# Companion Care Vets



## Jayne31 (Apr 9, 2011)

I switched to the above chain of vets back in May as I wasn't particularly happy with how my previous vet treated Oscar when he collapsed. They were very lack lustre and I didn't feel they were being particularly proactive or helpful because of his age - they just kept saying "oh well he is 18" 

Any hoo, I checked CCV out, went to the surgery, had a chat with people I know locally and feedback was good. I particularly liked that they have a visable pricelist of treatments.....BUT when I ask for a price for any treatments they can't seem to give me a definite price for anything. For instance the injections that Oscar had recently the cost was an "estimate", he has to go back in August for blood tests to check his levels for CRF, and I've asked for a costing - they can't tell me they say because they don't know what tests will be run.

Am I being unreasonable in thinking they should be able to give me a price albeit a ball park figure (which isn't really helpful but would at least give me an idea).
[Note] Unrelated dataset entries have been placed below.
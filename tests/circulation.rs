//! Loan workflow tests against an in-memory copy store

mod common;

use std::sync::Arc;

use catalog_server::{
    circulation::{LoanState, RenewalDateError},
    models::{copy::LendCopy, CopyStatus},
    services::loans::LoansService,
    AppError,
};

use common::{day, BarrierCopyStore, MemoryCopyStore};

fn service(store: Arc<MemoryCopyStore>) -> LoansService {
    LoansService::new(store)
}

#[tokio::test]
async fn renew_then_return() {
    let store = Arc::new(MemoryCopyStore::with_users(&[1]));
    let id = store.insert(LoanState::on_loan(1, day(2024, 1, 10))).await;
    let loans = service(store.clone());

    let renewed = loans.renew(id, day(2024, 1, 20), day(2024, 1, 5)).await.unwrap();
    assert_eq!(renewed.status, CopyStatus::OnLoan);
    assert_eq!(renewed.due_back, Some(day(2024, 1, 20)));
    assert_eq!(renewed.borrower_id, Some(1));

    let returned = loans.mark_returned(id).await.unwrap();
    assert_eq!(returned.status, CopyStatus::Available);
    assert_eq!(returned.due_back, None);
    assert_eq!(returned.borrower_id, None);

    let stored = store.snapshot(id).await.unwrap();
    assert_eq!(stored.loan_state(), LoanState::idle(CopyStatus::Available));
}

#[tokio::test]
async fn renewal_window_is_inclusive() {
    let store = Arc::new(MemoryCopyStore::with_users(&[1]));
    let id = store.insert(LoanState::on_loan(1, day(2024, 1, 10))).await;
    let loans = service(store.clone());
    let today = day(2024, 1, 5);

    let same_day = loans.renew(id, today, today).await.unwrap();
    assert_eq!(same_day.due_back, Some(today));

    let furthest = loans.renew(id, day(2024, 2, 2), today).await.unwrap();
    assert_eq!(furthest.due_back, Some(day(2024, 2, 2)));

    let err = loans.renew(id, day(2024, 2, 3), today).await.unwrap_err();
    assert!(matches!(
        err,
        AppError::RenewalDate(RenewalDateError::DateTooFarAhead(d)) if d == day(2024, 2, 3)
    ));
    assert_eq!(store.snapshot(id).await.unwrap().due_back, Some(day(2024, 2, 2)));
}

#[tokio::test]
async fn overdue_copy_can_be_renewed() {
    let store = Arc::new(MemoryCopyStore::with_users(&[3]));
    let id = store.insert(LoanState::on_loan(3, day(2024, 1, 1))).await;
    let loans = service(store);

    let proposal = loans.renewal_proposal(id, day(2024, 1, 15)).await.unwrap();
    assert!(proposal.is_overdue);
    assert_eq!(proposal.proposed_due_back, day(2024, 2, 5));

    let renewed = loans
        .renew(id, proposal.proposed_due_back, day(2024, 1, 15))
        .await
        .unwrap();
    assert_eq!(renewed.due_back, Some(day(2024, 2, 5)));
}

#[tokio::test]
async fn transitions_from_idle_states_are_rejected() {
    let store = Arc::new(MemoryCopyStore::with_users(&[1]));
    let available = store.insert(LoanState::idle(CopyStatus::Available)).await;
    let reserved = store.insert(LoanState::idle(CopyStatus::Reserved)).await;
    let loans = service(store.clone());

    let err = loans.mark_returned(available).await.unwrap_err();
    assert!(matches!(err, AppError::InvalidTransition(_)));

    let err = loans
        .renew(reserved, day(2024, 1, 20), day(2024, 1, 5))
        .await
        .unwrap_err();
    assert!(matches!(err, AppError::InvalidTransition(_)));

    assert_eq!(
        store.snapshot(reserved).await.unwrap().loan_state(),
        LoanState::idle(CopyStatus::Reserved)
    );
}

#[tokio::test]
async fn lend_return_and_lend_again() {
    let store = Arc::new(MemoryCopyStore::with_users(&[1, 2]));
    let id = store.insert(LoanState::idle(CopyStatus::Available)).await;
    let loans = service(store);
    let today = day(2024, 3, 1);

    let first = LendCopy {
        borrower_id: 1,
        due_back: day(2024, 3, 22),
    };
    let lent = loans.lend(id, &first, today).await.unwrap();
    assert_eq!(lent.loan_state(), LoanState::on_loan(1, day(2024, 3, 22)));

    let err = loans
        .lend(
            id,
            &LendCopy {
                borrower_id: 2,
                due_back: day(2024, 3, 22),
            },
            today,
        )
        .await
        .unwrap_err();
    assert!(matches!(err, AppError::InvalidTransition(_)));

    loans.mark_returned(id).await.unwrap();
    let again = loans
        .lend(
            id,
            &LendCopy {
                borrower_id: 2,
                due_back: day(2024, 3, 15),
            },
            today,
        )
        .await
        .unwrap();
    assert_eq!(again.borrower_id, Some(2));
}

#[tokio::test]
async fn lend_to_unknown_borrower_is_not_found() {
    let store = Arc::new(MemoryCopyStore::with_users(&[1]));
    let id = store.insert(LoanState::idle(CopyStatus::Available)).await;
    let loans = service(store.clone());

    let request = LendCopy {
        borrower_id: 99,
        due_back: day(2024, 3, 22),
    };
    let err = loans.lend(id, &request, day(2024, 3, 1)).await.unwrap_err();
    assert!(matches!(err, AppError::NotFound(_)));
    assert_eq!(store.snapshot(id).await.unwrap().status, CopyStatus::Available);
}

#[tokio::test]
async fn concurrent_renewals_have_one_winner() {
    let memory = Arc::new(MemoryCopyStore::with_users(&[1]));
    let id = memory.insert(LoanState::on_loan(1, day(2024, 1, 10))).await;
    let loans = LoansService::new(Arc::new(BarrierCopyStore::new(memory.clone(), 2)));
    let today = day(2024, 1, 5);

    let (a, b) = tokio::join!(
        loans.renew(id, day(2024, 1, 20), today),
        loans.renew(id, day(2024, 1, 25), today),
    );

    let (winner, loser) = match (a, b) {
        (Ok(copy), Err(err)) | (Err(err), Ok(copy)) => (copy, err),
        (a, b) => panic!("expected exactly one renewal to succeed, got {:?} and {:?}", a, b),
    };
    assert!(matches!(loser, AppError::Conflict(_)));

    let stored = memory.snapshot(id).await.unwrap();
    assert_eq!(stored.due_back, winner.due_back);
    assert_eq!(stored.borrower_id, Some(1));
}

#[tokio::test]
async fn concurrent_return_and_renew_have_one_winner() {
    let memory = Arc::new(MemoryCopyStore::with_users(&[1]));
    let id = memory.insert(LoanState::on_loan(1, day(2024, 1, 10))).await;
    let loans = LoansService::new(Arc::new(BarrierCopyStore::new(memory.clone(), 2)));

    let (returned, renewed) = tokio::join!(
        loans.mark_returned(id),
        loans.renew(id, day(2024, 1, 20), day(2024, 1, 5)),
    );
    assert!(returned.is_ok() != renewed.is_ok());

    let stored = memory.snapshot(id).await.unwrap();
    stored.loan_state().check_consistent().unwrap();
}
Has anyone else had dealings with CCV? 

I'm not vet bashing in anyway, and I appreciate they are a business, but the personal, caring service seems to have gone out of the window with some of them in favour of money.


----------



## vivien (Jul 20, 2009)

My vets are very reasonable for boosters spaying and neutering the consultation on the other hand is dearer than the other vets I used to use. But with the vet I am using now they actually care for the animals and you know the vets again the one I used to use always had locums in so the poor animals never got used to any one person

Viv xx


----------



## Jayne31 (Apr 9, 2011)

vivien said:


> My vets are very reasonable for boosters spaying and neutering the consultation on the other hand is dearer than the other vets I used to use. But with the vet I am using now they actually care for the animals and you know the vets again the one I used to use always had locums in so the poor animals never got used to any one person
> 
> Viv xx


I think the consultation charge has just gone up to £26 which is still more reasonable than my previous vets. They appear to want to do what's best for the animal but they don't seem to have the time or inclination to listen to me as an owner so they can find out what Oscar is like. I know that they know animal anatomy but unless they listen to the owner how will they _know_ the cat.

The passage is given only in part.